▶ _Instructions for the task_
Find the line containing "filename crates/corelib/src/error.rs" in the records below. Copy exactly that line and each one after it, ending at the line containing "pub enum CoreError", and nothing more.
▼▼▼
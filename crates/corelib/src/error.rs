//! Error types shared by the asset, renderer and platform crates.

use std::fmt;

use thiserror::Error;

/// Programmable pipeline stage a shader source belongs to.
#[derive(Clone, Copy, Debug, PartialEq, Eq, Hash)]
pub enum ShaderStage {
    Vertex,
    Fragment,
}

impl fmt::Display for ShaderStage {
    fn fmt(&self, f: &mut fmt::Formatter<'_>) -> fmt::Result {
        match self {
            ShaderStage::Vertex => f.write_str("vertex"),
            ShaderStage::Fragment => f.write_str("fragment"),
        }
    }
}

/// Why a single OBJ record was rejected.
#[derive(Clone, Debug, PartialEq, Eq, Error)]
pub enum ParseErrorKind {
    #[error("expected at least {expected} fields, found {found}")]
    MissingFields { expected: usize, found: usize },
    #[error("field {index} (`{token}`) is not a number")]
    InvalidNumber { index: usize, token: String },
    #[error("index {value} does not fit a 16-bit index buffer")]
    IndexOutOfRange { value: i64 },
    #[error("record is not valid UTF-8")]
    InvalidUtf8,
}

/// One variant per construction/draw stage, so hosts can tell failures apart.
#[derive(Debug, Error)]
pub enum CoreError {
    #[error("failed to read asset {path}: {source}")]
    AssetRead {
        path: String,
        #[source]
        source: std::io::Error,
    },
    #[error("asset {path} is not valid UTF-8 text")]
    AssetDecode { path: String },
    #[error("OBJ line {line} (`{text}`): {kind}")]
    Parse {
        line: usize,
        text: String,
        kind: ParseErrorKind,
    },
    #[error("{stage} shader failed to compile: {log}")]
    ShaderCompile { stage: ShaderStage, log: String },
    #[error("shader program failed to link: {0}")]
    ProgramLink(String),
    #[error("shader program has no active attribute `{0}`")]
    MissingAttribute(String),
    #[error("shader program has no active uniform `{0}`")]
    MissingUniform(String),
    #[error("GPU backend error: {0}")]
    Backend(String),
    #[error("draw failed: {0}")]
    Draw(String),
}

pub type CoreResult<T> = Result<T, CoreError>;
▲▲▲
▼▼▼
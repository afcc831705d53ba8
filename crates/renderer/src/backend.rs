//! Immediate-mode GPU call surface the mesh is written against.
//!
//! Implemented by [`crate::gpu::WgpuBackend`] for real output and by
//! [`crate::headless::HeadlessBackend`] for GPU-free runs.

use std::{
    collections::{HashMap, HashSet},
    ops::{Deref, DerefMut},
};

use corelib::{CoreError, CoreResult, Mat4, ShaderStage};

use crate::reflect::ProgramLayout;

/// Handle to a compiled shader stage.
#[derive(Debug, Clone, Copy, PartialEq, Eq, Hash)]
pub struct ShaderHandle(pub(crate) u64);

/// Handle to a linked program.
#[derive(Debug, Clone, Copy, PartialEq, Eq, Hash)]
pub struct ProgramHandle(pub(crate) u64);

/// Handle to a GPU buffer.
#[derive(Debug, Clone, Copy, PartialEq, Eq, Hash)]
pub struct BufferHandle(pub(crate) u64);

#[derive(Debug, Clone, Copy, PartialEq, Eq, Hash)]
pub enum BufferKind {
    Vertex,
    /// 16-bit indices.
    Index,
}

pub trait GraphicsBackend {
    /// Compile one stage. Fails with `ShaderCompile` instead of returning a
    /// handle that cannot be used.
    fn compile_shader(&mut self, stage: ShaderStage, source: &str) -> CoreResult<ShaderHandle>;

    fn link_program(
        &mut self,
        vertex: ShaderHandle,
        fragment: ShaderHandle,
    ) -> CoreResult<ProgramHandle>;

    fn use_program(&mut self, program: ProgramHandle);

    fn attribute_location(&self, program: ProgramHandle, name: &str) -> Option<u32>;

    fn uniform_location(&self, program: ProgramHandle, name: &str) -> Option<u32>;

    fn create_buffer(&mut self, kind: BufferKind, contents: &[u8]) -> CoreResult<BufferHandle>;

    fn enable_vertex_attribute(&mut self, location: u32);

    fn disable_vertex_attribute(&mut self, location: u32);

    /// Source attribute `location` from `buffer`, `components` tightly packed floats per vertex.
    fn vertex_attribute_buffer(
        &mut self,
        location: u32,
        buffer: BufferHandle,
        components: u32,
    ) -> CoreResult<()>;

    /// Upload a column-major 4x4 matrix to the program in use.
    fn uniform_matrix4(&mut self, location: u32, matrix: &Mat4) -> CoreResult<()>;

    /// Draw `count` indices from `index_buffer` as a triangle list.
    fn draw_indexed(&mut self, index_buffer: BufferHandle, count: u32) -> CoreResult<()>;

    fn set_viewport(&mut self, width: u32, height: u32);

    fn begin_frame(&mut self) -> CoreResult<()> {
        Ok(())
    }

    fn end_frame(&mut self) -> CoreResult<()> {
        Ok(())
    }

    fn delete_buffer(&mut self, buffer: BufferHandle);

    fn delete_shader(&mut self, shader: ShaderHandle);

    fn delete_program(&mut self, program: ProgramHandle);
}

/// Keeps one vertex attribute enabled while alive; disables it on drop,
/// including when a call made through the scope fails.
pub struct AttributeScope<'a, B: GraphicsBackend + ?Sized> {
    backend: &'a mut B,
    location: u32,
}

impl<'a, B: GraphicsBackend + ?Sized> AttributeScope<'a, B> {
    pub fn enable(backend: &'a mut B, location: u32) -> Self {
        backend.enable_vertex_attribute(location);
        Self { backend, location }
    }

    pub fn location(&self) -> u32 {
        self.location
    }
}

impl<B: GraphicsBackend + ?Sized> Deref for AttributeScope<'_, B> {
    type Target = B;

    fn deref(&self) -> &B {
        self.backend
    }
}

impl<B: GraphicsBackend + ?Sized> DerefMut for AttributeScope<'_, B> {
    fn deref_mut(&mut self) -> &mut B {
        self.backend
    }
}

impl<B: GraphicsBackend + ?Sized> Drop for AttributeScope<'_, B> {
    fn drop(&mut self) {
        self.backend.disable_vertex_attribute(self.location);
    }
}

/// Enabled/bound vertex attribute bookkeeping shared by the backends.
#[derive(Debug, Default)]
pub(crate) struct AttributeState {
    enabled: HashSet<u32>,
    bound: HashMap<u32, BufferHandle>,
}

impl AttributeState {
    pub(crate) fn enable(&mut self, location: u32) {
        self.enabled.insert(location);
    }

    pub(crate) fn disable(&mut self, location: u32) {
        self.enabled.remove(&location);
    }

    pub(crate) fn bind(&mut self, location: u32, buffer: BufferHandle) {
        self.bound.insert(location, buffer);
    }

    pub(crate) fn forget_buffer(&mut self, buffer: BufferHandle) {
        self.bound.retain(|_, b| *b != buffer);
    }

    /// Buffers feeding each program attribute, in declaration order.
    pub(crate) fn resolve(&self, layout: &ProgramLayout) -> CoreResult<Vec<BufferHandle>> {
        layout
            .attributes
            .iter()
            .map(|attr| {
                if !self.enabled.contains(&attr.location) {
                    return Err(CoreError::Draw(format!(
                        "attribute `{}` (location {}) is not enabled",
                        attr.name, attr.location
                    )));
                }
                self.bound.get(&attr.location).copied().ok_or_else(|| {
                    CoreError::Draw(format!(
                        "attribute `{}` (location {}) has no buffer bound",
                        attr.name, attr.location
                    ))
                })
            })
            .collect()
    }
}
▲▲▲
▶ _Completed exercise_
filename crates/corelib/src/error.rs
//! Error types shared by the asset, renderer and platform crates.

use std::fmt;

use thiserror::Error;

/// Programmable pipeline stage a shader source belongs to.
#[derive(Clone, Copy, Debug, PartialEq, Eq, Hash)]
pub enum ShaderStage {
    Vertex,
    Fragment,
}

impl fmt::Display for ShaderStage {
    fn fmt(&self, f: &mut fmt::Formatter<'_>) -> fmt::Result {
        match self {
            ShaderStage::Vertex => f.write_str("vertex"),
            ShaderStage::Fragment => f.write_str("fragment"),
        }
    }
}

/// Why a single OBJ record was rejected.
#[derive(Clone, Debug, PartialEq, Eq, Error)]
pub enum ParseErrorKind {
    #[error("expected at least {expected} fields, found {found}")]
    MissingFields { expected: usize, found: usize },
    #[error("field {index} (`{token}`) is not a number")]
    InvalidNumber { index: usize, token: String },
    #[error("index {value} does not fit a 16-bit index buffer")]
    IndexOutOfRange { value: i64 },
    #[error("record is not valid UTF-8")]
    InvalidUtf8,
}

/// One variant per construction/draw stage, so hosts can tell failures apart.
#[derive(Debug, Error)]
pub enum CoreError {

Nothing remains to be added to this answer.